1Department of Chemical Engineering, 2Department of Chemistry and, 3Department of Biochemistry, Stanford University, Stanford, CA 94305 and 4DNA2.0 Inc., Menlo Park, CA, USA

5 To whom correspondence should be addressed. E-mail: khosla{at}stanford.edu

Due to their unique ability to cleave immunotoxic gluten peptides endoproteolytically, prolyl endopeptidases (PEPs) are attractive oral therapeutic candidates for protecting celiac sprue patients from the toxic effects of dietary gluten. Enhancing the activity and stability of PEPs under gastric conditions (low pH, high pepsin concentration) is a challenge for protein engineers. Using a combination of sequence- and structure-based approaches together with machine learning algorithms, we have identified improved variants of the Sphingomonas capsulata PEP, a target of clinical relevance. Through two rounds of iterative mutagenesis and analysis, variants with as much as 20% enhanced specific activity at pH 4.5 and 200-fold greater resistance to pepsin were identified.

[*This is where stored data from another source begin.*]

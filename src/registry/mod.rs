//! Validator Registry Module
//!
//! Holds the fixed master-node set for the lifetime of the simulation.
//! Tracks uptime, missed rounds, stake and status per validator.

mod validators;
pub mod status;

pub use validators::ValidatorRegistry;

/// Status breakdown of the registry
#[derive(Debug, Clone, Default, PartialEq, serde::Serialize)]
pub struct RegistryStats {
    /// Total validators in registry
    pub total: usize,

    pub online: usize,
    pub warning: usize,
    pub offline: usize,
    pub slashed: usize,

    /// Sum of all stakes
    pub total_stake: f64,
}
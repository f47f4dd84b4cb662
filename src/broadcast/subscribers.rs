//! Subscriber Registry
//!
//! Connected subscriber handles and fire-and-forget fan-out.

use std::collections::HashMap;
use std::sync::atomic::{AtomicU64, Ordering};
use std::sync::Arc;
use tokio::sync::{mpsc, RwLock};
use tokio::sync::mpsc::error::TrySendError;
use tracing::debug;

use crate::types::{Snapshot, SubscriberId};

/// Receiving half handed to a connected subscriber
pub type SnapshotReceiver = mpsc::Receiver<Arc<Snapshot>>;

/// Outcome of pushing one snapshot to every subscriber
#[derive(Debug, Clone, Copy, Default, PartialEq, Eq)]
pub struct DeliveryReport {
    /// Queued for the subscriber
    pub delivered: usize,

    /// Subscriber queue was full; this update was skipped for it
    pub dropped: usize,

    /// Subscriber had gone away; handle removed
    pub pruned: usize,
}

/// Set of currently connected subscribers
pub struct SubscriberRegistry {
    subscribers: RwLock<HashMap<SubscriberId, mpsc::Sender<Arc<Snapshot>>>>,

    /// Next handle id
    next_id: AtomicU64,

    /// Per-subscriber queue depth
    queue_depth: usize,

    /// Most recent snapshot delivered
    latest: RwLock<Option<Arc<Snapshot>>>,
}

impl SubscriberRegistry {
    pub fn new(queue_depth: usize) -> Self {
        Self {
            subscribers: RwLock::new(HashMap::new()),
            next_id: AtomicU64::new(1),
            queue_depth: queue_depth.max(1),
            latest: RwLock::new(None),
        }
    }

    /// Register a new handle
    pub async fn register(&self) -> (SubscriberId, SnapshotReceiver) {
        let id = self.next_id.fetch_add(1, Ordering::Relaxed);
        let (tx, rx) = mpsc::channel(self.queue_depth);

        self.subscribers.write().await.insert(id, tx);
        debug!("Subscriber {} registered", id);

        (id, rx)
    }

    /// Remove a handle; returns whether it was registered
    pub async fn remove(&self, id: SubscriberId) -> bool {
        let removed = self.subscribers.write().await.remove(&id).is_some();
        if removed {
            debug!("Subscriber {} removed", id);
        }
        removed
    }

    /// Push a snapshot to every registered handle without waiting
    pub async fn deliver(&self, snapshot: Arc<Snapshot>) -> DeliveryReport {
        let mut report = DeliveryReport::default();
        let mut closed = Vec::new();

        {
            let subscribers = self.subscribers.read().await;
            for (id, tx) in subscribers.iter() {
                match tx.try_send(snapshot.clone()) {
                    Ok(()) => report.delivered += 1,
                    Err(TrySendError::Full(_)) => {
                        debug!("Subscriber {} lagging, update dropped", id);
                        report.dropped += 1;
                    }
                    Err(TrySendError::Closed(_)) => closed.push(*id),
                }
            }
        }

        if !closed.is_empty() {
            let mut subscribers = self.subscribers.write().await;
            for id in closed {
                if subscribers.remove(&id).is_some() {
                    report.pruned += 1;
                }
            }
        }

        *self.latest.write().await = Some(snapshot);

        report
    }

    /// Most recent snapshot, if any tick has completed
    pub async fn latest(&self) -> Option<Arc<Snapshot>> {
        self.latest.read().await.clone()
    }

    pub async fn count(&self) -> usize {
        self.subscribers.read().await.len()
    }

    pub async fn contains(&self, id: SubscriberId) -> bool {
        self.subscribers.read().await.contains_key(&id)
    }
}
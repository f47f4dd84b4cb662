//! HTTP API Module
//!
//! WebSocket event channel for dashboards plus health, status and metrics
//! endpoints.

mod routes;
mod metrics;

pub use routes::{router, run_api_server, ApiState};
pub use metrics::Metrics;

Our results vividly reinforce the concept that conservative changes in proteins, especially in hydrophobic residues within tightly packed regions, can profoundly influence protein structure and function in ways that are difficult to predict entirely from first principles and must therefore be optimized through iterative design and analytical cycles. Incubation with whole wheat bread under simulated gastric conditions also suggests that some variants have pharmacologically significant improvements in gluten detoxification activity.

Keywords: celiac sprue/prolyl endopeptidase

Received July 15, 2008; revised August 25, 2008; accepted August 25, 2008.